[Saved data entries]
■ ■ ■ ■ ■

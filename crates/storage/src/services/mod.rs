pub mod form_steps;
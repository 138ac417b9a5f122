use axum::{
    Router,
    routing::{get, post},
};

use super::handlers::{change_role, get_me, set_role};
use crate::state::AppState;

pub fn routes() -> Router<AppState> {
    Router::new()
        .route("/me", get(get_me))
        .route("/me/role", post(set_role))
        .route("/me/role/change", post(change_role))
}
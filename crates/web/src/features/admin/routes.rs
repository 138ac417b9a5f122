use axum::{
    Router, middleware,
    routing::{get, put},
};

use super::handlers::{get_stats, list_applications, update_status};
use crate::features::ratings;
use crate::middleware::auth::require_admin;
use crate::state::AppState;

pub fn routes(state: AppState) -> Router<AppState> {
    // one segment name for both routes; `:id` is the application type in the listing
    Router::new()
        .route("/stats", get(get_stats))
        .route("/applications/:id", get(list_applications))
        .route("/applications/:id/status", put(update_status))
        .nest("/ratings", ratings::routes::routes())
        .route_layer(middleware::from_fn_with_state(state, require_admin))
}
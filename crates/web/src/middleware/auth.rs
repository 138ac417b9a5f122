use std::collections::HashSet;

use axum::{
    extract::{FromRequestParts, Request, State},
    http::{HeaderMap, request::Parts},
    middleware::Next,
    response::Response,
};
use storage::models::Student;

use crate::error::WebError;
use crate::state::AppState;

/// Header carrying the identity provider's user id, set by the
/// authenticating edge in front of this service.
pub const USER_ID_HEADER: &str = "x-user-id";

/// Opaque user id of the signed-in caller.
#[derive(Debug, Clone, PartialEq, Eq)]
pub struct CallerIdentity(pub String);

impl CallerIdentity {
    fn from_headers(headers: &HeaderMap) -> Result<Self, WebError> {
        headers
            .get(USER_ID_HEADER)
            .and_then(|value| value.to_str().ok())
            .map(str::trim)
            .filter(|value| !value.is_empty())
            .map(|value| Self(value.to_string()))
            .ok_or(WebError::Unauthorized)
    }
}

/// The caller's student record.
pub struct CurrentStudent(pub Student);

#[axum::async_trait]
impl FromRequestParts<AppState> for CurrentStudent {
    type Rejection = WebError;

    async fn from_request_parts(
        parts: &mut Parts,
        state: &AppState,
    ) -> Result<Self, Self::Rejection> {
        let identity = CallerIdentity::from_headers(&parts.headers)?;
        let student = resolve_student(state, &identity).await?;
        Ok(Self(student))
    }
}

async fn resolve_student(state: &AppState, identity: &CallerIdentity) -> Result<Student, WebError> {
    state
        .store()
        .find_student_by_external_id(&identity.0)
        .await?
        .ok_or_else(|| WebError::NotFound("Student".to_string()))
}

/// Student record of an admin caller, attached by `require_admin`.
#[derive(Debug, Clone)]
pub struct AdminUser(pub Student);

/// Admin allow-list, read once at startup.
#[derive(Debug, Clone, Default)]
pub struct AdminEmails {
    emails: HashSet<String>,
}

impl AdminEmails {
    pub fn from_comma_separated(emails_str: &str) -> Self {
        let emails = emails_str
            .split(',')
            .map(str::trim)
            .filter(|s| !s.is_empty())
            .map(str::to_lowercase)
            .collect();

        Self { emails }
    }

    pub fn is_admin(&self, email: &str) -> bool {
        self.emails.contains(&email.trim().to_lowercase())
    }

    pub fn len(&self) -> usize {
        self.emails.len()
    }

    pub fn is_empty(&self) -> bool {
        self.emails.is_empty()
    }
}

/// Rejects callers whose student email is not on the admin allow-list.
pub async fn require_admin(
    State(state): State<AppState>,
    mut request: Request,
    next: Next,
) -> Result<Response, WebError> {
    let identity = CallerIdentity::from_headers(request.headers())?;

    let student = match resolve_student(&state, &identity).await {
        Ok(student) => student,
        Err(WebError::NotFound(_)) => {
            tracing::warn!("Admin request from unprovisioned user {}", identity.0);
            return Err(WebError::Forbidden("Admin access required".to_string()));
        }
        Err(e) => return Err(e),
    };

    if !state.admins.is_admin(&student.email) {
        tracing::warn!("Non-admin {} attempted an admin action", student.email);
        return Err(WebError::Forbidden("Admin access required".to_string()));
    }

    request.extensions_mut().insert(AdminUser(student));
    Ok(next.run(request).await)
}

■ ■ ■ ■ ■

● Instructions to follow: Go through the records and repeat each one exactly as written.

● Output of the task:
filename crates/storage/src/services/mod.rs
pub mod form_steps;
repository 138ac417b9a5f122
use axum::{
    Router,
    routing::{get, post},
};

use super::handlers::{change_role, get_me, set_role};
use crate::state::AppState;

pub fn routes() -> Router<AppState> {
    Router::new()
        .route("/me", get(get_me))
        .route("/me/role", post(set_role))
        .route("/me/role/change", post(change_role))
}
filename crates/web/src/features/admin/routes.rs
repository 138ac417b9a5f122
use axum::{
    Router, middleware,
    routing::{get, put},
};

use super::handlers::{get_stats, list_applications, update_status};
use crate::features::ratings;
use crate::middleware::auth::require_admin;
use crate::state::AppState;

pub fn routes(state: AppState) -> Router<AppState> {
    // one segment name for both routes; `:id` is the application type in the listing
    Router::new()
        .route("/stats", get(get_stats))
        .route("/applications/:id", get(list_applications))
        .route("/applications/:id/status", put(update_status))
        .nest("/ratings", ratings::routes::routes())
        .route_layer(middleware::from_fn_with_state(state, require_admin))
}
filename crates/web/src/middleware/auth.rs
repository 138ac417b9a5f122
use std::collections::HashSet;

use axum::{
    extract::{FromRequestParts, Request, State},
    http::{HeaderMap, request::Parts},
    middleware::Next,
    response::Response,
};
use storage::models::Student;

use crate::error::WebError;
use crate::state::AppState;

/// Header carrying the identity provider's user id, set by the
/// authenticating edge in front of this service.
pub const USER_ID_HEADER: &str = "x-user-id";

/// Opaque user id of the signed-in caller.
#[derive(Debug, Clone, PartialEq, Eq)]
pub struct CallerIdentity(pub String);

impl CallerIdentity {
    fn from_headers(headers: &HeaderMap) -> Result<Self, WebError> {
        headers
            .get(USER_ID_HEADER)
            .and_then(|value| value.to_str().ok())
            .map(str::trim)
            .filter(|value| !value.is_empty())
            .map(|value| Self(value.to_string()))
            .ok_or(WebError::Unauthorized)
    }
}

/// The caller's student record.
pub struct CurrentStudent(pub Student);

#[axum::async_trait]
impl FromRequestParts<AppState> for CurrentStudent {
    type Rejection = WebError;

    async fn from_request_parts(
        parts: &mut Parts,
        state: &AppState,
    ) -> Result<Self, Self::Rejection> {
        let identity = CallerIdentity::from_headers(&parts.headers)?;
        let student = resolve_student(state, &identity).await?;
        Ok(Self(student))
    }
}

async fn resolve_student(state: &AppState, identity: &CallerIdentity) -> Result<Student, WebError> {
    state
        .store()
        .find_student_by_external_id(&identity.0)
        .await?
        .ok_or_else(|| WebError::NotFound("Student".to_string()))
}

/// Student record of an admin caller, attached by `require_admin`.
#[derive(Debug, Clone)]
pub struct AdminUser(pub Student);

/// Admin allow-list, read once at startup.
#[derive(Debug, Clone, Default)]
pub struct AdminEmails {
    emails: HashSet<String>,
}

impl AdminEmails {
    pub fn from_comma_separated(emails_str: &str) -> Self {
        let emails = emails_str
            .split(',')
            .map(str::trim)
            .filter(|s| !s.is_empty())
            .map(str::to_lowercase)
            .collect();

        Self { emails }
    }

    pub fn is_admin(&self, email: &str) -> bool {
        self.emails.contains(&email.trim().to_lowercase())
    }

    pub fn len(&self) -> usize {
        self.emails.len()
    }

    pub fn is_empty(&self) -> bool {
        self.emails.is_empty()
    }
}

/// Rejects callers whose student email is not on the admin allow-list.
pub async fn require_admin(
    State(state): State<AppState>,
    mut request: Request,
    next: Next,
) -> Result<Response, WebError> {
    let identity = CallerIdentity::from_headers(request.headers())?;

    let student = match resolve_student(&state, &identity).await {
        Ok(student) => student,
        Err(WebError::NotFound(_)) => {
            tracing::warn!("Admin request from unprovisioned user {}", identity.0);
            return Err(WebError::Forbidden("Admin access required".to_string()));
        }
        Err(e) => return Err(e),
    };

    if !state.admins.is_admin(&student.email) {
        tracing::warn!("Non-admin {} attempted an admin action", student.email);
        return Err(WebError::Forbidden("Admin access required".to_string()));
    }

    request.extensions_mut().insert(AdminUser(student));
    Ok(next.run(request).await)
}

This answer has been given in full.